• _ACTIVITY_:
Return all the lines below in which the string "DieSpec" appears.

▼

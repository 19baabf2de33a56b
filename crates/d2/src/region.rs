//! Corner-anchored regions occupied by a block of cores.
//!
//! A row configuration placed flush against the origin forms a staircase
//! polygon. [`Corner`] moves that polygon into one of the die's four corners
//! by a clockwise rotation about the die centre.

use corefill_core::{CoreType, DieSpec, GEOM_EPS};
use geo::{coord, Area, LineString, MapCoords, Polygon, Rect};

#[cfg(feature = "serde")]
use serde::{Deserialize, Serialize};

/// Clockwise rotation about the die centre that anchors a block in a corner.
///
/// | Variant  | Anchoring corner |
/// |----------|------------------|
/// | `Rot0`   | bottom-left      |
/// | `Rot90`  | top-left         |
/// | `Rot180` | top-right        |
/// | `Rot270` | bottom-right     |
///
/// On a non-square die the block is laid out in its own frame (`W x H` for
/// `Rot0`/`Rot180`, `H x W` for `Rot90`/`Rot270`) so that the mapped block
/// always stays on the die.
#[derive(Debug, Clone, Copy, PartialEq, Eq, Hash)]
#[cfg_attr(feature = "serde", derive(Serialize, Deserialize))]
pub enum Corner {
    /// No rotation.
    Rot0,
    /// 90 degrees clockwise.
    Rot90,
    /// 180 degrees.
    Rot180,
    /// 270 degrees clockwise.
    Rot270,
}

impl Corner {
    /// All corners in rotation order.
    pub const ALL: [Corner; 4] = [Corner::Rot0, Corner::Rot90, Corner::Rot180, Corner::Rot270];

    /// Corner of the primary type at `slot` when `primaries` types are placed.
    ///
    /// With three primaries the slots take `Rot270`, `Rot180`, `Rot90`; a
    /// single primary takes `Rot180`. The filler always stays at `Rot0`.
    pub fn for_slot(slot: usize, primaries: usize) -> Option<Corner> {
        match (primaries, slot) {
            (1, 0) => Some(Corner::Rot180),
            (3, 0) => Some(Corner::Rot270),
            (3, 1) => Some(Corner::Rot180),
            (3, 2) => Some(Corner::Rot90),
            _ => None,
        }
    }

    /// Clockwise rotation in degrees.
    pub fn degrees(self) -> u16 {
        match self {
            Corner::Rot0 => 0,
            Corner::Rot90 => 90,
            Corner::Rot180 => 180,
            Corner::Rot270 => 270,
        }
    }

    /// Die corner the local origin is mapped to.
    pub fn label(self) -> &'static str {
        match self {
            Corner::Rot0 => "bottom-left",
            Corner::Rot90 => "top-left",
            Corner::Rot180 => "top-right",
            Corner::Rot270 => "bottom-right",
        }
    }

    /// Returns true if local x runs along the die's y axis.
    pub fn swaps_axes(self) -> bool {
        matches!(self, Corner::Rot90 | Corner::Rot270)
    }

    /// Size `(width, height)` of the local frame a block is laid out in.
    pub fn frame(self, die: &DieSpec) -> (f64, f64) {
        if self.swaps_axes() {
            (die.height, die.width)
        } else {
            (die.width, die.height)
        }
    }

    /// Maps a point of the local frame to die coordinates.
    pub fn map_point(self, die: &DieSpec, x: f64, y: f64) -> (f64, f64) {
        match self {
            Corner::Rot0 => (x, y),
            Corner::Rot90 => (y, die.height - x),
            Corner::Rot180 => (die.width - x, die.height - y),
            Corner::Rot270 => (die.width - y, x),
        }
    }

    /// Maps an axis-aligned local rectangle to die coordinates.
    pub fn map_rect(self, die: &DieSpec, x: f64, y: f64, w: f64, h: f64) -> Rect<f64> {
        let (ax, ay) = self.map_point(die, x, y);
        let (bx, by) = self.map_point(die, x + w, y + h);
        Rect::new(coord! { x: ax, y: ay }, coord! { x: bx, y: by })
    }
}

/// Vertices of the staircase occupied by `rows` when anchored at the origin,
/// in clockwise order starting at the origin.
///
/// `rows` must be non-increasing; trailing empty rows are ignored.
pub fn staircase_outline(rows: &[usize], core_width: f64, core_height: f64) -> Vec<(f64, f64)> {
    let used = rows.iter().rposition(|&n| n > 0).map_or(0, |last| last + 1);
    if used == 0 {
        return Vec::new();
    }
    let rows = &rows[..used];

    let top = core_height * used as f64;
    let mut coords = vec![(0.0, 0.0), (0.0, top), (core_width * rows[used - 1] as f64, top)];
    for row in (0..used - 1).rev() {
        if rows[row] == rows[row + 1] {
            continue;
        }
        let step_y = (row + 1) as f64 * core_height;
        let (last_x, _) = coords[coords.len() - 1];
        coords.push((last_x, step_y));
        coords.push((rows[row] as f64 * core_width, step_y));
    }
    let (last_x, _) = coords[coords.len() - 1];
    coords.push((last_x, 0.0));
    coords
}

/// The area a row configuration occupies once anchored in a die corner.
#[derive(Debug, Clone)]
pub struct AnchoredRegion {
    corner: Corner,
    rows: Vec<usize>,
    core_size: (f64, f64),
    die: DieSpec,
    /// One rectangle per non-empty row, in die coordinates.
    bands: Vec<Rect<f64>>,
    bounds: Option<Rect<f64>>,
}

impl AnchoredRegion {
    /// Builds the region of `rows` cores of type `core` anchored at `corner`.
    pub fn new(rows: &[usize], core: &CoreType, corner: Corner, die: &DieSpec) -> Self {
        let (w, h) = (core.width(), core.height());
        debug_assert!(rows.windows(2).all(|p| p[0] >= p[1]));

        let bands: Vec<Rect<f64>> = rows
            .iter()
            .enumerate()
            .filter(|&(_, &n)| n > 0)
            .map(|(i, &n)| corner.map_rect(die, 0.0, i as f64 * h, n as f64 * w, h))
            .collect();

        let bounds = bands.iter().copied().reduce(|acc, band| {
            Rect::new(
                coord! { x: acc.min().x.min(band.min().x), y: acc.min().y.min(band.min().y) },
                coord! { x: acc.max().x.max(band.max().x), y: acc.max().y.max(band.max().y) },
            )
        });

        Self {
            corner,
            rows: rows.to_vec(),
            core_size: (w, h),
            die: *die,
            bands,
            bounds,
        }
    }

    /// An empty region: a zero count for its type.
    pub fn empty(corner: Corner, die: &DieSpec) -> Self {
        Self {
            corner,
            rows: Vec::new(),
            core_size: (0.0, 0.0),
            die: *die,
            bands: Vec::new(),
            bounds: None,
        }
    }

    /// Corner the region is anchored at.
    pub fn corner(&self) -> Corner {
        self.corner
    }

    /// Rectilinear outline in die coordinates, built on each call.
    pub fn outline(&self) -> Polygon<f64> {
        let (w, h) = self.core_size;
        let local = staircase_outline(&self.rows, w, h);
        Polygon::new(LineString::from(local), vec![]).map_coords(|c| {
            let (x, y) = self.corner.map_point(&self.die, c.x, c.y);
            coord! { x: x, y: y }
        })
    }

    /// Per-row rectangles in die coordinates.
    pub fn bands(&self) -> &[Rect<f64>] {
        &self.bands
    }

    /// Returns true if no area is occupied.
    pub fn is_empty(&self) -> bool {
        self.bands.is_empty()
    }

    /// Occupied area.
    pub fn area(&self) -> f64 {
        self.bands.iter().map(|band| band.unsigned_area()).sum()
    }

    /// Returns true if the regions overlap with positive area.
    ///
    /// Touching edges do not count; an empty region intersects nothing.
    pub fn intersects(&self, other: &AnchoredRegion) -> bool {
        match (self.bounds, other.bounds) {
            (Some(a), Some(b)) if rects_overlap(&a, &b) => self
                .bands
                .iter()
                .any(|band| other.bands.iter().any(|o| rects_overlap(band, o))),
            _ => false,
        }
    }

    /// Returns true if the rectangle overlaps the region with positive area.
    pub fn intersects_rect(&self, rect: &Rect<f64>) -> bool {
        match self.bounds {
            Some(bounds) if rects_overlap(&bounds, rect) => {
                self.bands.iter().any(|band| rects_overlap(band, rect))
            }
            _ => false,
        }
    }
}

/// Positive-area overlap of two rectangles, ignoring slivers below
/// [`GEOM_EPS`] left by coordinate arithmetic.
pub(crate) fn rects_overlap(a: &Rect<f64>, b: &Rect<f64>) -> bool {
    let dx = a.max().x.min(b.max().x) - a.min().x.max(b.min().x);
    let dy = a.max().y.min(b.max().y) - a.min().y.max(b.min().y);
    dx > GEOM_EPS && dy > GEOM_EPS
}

▲
▼

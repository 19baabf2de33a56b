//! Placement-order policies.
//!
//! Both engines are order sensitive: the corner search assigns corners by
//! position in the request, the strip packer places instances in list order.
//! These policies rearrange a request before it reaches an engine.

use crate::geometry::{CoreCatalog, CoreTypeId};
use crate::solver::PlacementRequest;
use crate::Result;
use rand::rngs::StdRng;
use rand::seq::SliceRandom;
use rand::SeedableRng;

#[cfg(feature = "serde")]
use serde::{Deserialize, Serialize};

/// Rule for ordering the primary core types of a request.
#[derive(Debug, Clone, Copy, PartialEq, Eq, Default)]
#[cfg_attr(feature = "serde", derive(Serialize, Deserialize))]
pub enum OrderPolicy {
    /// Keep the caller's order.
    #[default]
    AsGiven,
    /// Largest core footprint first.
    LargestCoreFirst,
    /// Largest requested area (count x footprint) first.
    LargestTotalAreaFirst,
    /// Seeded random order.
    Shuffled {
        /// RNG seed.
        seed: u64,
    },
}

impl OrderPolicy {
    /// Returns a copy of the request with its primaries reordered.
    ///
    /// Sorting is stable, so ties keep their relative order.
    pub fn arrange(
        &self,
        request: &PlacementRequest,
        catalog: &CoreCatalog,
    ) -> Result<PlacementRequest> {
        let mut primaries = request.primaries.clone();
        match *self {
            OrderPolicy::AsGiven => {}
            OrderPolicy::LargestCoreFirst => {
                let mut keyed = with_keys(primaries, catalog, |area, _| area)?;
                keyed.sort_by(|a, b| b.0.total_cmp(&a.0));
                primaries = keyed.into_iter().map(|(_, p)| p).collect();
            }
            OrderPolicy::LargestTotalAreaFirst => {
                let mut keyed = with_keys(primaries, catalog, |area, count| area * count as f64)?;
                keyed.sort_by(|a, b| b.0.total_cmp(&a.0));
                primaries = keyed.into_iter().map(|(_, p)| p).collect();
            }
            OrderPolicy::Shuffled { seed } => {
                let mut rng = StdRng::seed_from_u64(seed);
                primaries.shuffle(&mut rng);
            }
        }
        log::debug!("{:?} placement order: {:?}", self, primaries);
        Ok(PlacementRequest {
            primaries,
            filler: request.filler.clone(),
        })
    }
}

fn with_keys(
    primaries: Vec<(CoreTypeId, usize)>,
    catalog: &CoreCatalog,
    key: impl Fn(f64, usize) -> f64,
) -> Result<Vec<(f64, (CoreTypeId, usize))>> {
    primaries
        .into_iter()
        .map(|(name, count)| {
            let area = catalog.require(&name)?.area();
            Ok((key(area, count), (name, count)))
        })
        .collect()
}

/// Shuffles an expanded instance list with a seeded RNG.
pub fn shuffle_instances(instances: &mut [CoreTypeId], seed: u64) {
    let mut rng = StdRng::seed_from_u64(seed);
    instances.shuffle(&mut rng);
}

▲

• _ANSWER SPACE_:
use corefill_core::{CoreType, DieSpec, GEOM_EPS};
    pub fn frame(self, die: &DieSpec) -> (f64, f64) {
    pub fn map_point(self, die: &DieSpec, x: f64, y: f64) -> (f64, f64) {
    pub fn map_rect(self, die: &DieSpec, x: f64, y: f64, w: f64, h: f64) -> Rect<f64> {
    die: DieSpec,
    pub fn new(rows: &[usize], core: &CoreType, corner: Corner, die: &DieSpec) -> Self {
    pub fn empty(corner: Corner, die: &DieSpec) -> Self {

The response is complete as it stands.